▶ _BRIEF_:
Among the records below, find each line that includes the string "ModelConfig" and copy it.

▶ _GIVEN DATA_:
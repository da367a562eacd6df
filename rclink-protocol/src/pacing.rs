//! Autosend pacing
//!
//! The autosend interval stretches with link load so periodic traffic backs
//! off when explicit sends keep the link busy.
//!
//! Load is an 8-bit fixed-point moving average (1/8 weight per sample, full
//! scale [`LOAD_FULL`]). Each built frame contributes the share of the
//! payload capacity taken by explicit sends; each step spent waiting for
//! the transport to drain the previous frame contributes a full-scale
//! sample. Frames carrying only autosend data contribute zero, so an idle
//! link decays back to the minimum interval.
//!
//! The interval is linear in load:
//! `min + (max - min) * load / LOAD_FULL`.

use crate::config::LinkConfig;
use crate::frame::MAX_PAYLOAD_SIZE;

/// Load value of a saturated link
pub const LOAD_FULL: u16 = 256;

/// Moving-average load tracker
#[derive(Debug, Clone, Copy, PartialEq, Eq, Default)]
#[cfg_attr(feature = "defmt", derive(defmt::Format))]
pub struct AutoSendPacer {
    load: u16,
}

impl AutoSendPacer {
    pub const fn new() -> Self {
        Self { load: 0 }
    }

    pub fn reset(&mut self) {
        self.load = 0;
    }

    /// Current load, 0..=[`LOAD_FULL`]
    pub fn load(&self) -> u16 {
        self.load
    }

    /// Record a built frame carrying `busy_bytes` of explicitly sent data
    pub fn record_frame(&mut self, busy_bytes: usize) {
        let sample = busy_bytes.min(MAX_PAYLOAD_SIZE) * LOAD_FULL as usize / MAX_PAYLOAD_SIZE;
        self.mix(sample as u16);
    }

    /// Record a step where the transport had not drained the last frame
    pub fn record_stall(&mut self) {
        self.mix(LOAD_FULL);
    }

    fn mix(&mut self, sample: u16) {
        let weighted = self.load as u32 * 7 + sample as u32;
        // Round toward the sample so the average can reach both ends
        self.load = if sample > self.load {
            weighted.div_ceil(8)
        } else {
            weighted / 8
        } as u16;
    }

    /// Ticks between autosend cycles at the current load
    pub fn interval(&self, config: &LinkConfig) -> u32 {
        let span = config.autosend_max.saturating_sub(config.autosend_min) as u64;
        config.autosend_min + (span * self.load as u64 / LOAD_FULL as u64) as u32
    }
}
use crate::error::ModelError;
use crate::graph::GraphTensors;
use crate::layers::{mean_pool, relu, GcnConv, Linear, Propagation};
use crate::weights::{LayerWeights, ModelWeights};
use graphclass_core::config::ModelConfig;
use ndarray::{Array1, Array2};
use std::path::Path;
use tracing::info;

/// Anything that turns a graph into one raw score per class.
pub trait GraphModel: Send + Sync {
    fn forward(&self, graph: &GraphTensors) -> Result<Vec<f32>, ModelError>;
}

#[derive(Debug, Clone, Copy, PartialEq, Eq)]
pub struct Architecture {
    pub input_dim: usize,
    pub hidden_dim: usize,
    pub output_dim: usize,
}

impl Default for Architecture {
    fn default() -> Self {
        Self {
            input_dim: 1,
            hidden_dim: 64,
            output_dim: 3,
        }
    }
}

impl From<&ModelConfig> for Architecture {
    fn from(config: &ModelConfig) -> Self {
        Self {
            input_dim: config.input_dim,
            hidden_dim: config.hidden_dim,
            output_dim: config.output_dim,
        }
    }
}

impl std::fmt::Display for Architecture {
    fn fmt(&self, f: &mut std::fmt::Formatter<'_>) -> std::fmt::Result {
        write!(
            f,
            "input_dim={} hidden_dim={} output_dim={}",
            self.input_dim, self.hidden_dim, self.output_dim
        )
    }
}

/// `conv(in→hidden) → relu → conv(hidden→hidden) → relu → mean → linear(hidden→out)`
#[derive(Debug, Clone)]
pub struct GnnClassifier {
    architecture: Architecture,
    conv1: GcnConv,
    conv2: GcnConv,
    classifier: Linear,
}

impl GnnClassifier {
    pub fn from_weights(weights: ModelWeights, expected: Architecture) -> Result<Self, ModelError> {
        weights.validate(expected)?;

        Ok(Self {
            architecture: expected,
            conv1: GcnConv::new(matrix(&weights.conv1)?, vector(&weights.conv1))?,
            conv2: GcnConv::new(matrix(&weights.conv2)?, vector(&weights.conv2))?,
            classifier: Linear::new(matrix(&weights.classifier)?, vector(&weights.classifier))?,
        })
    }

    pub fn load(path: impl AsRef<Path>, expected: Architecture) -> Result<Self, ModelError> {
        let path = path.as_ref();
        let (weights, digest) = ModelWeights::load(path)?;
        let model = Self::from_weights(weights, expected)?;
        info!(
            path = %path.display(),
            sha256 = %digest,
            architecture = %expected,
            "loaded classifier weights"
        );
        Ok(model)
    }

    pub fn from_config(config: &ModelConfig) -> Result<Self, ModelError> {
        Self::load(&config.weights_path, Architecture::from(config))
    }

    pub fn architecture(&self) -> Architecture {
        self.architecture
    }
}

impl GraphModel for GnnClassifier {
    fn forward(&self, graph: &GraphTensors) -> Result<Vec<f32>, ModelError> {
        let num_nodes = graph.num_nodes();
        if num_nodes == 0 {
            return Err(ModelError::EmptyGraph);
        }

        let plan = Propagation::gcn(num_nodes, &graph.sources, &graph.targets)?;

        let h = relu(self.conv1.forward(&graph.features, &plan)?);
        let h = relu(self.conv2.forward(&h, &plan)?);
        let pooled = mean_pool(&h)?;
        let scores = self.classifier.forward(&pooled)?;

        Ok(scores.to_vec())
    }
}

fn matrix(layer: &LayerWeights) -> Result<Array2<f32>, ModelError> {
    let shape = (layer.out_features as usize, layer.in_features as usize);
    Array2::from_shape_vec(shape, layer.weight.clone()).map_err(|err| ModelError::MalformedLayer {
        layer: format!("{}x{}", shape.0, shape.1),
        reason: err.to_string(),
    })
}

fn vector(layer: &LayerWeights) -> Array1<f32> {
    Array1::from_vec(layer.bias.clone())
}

▶ _REPLY TO THE EXERCISE_:
use graphclass_core::config::ModelConfig;
impl From<&ModelConfig> for Architecture {
    fn from(config: &ModelConfig) -> Self {
    pub fn from_config(config: &ModelConfig) -> Result<Self, ModelError> {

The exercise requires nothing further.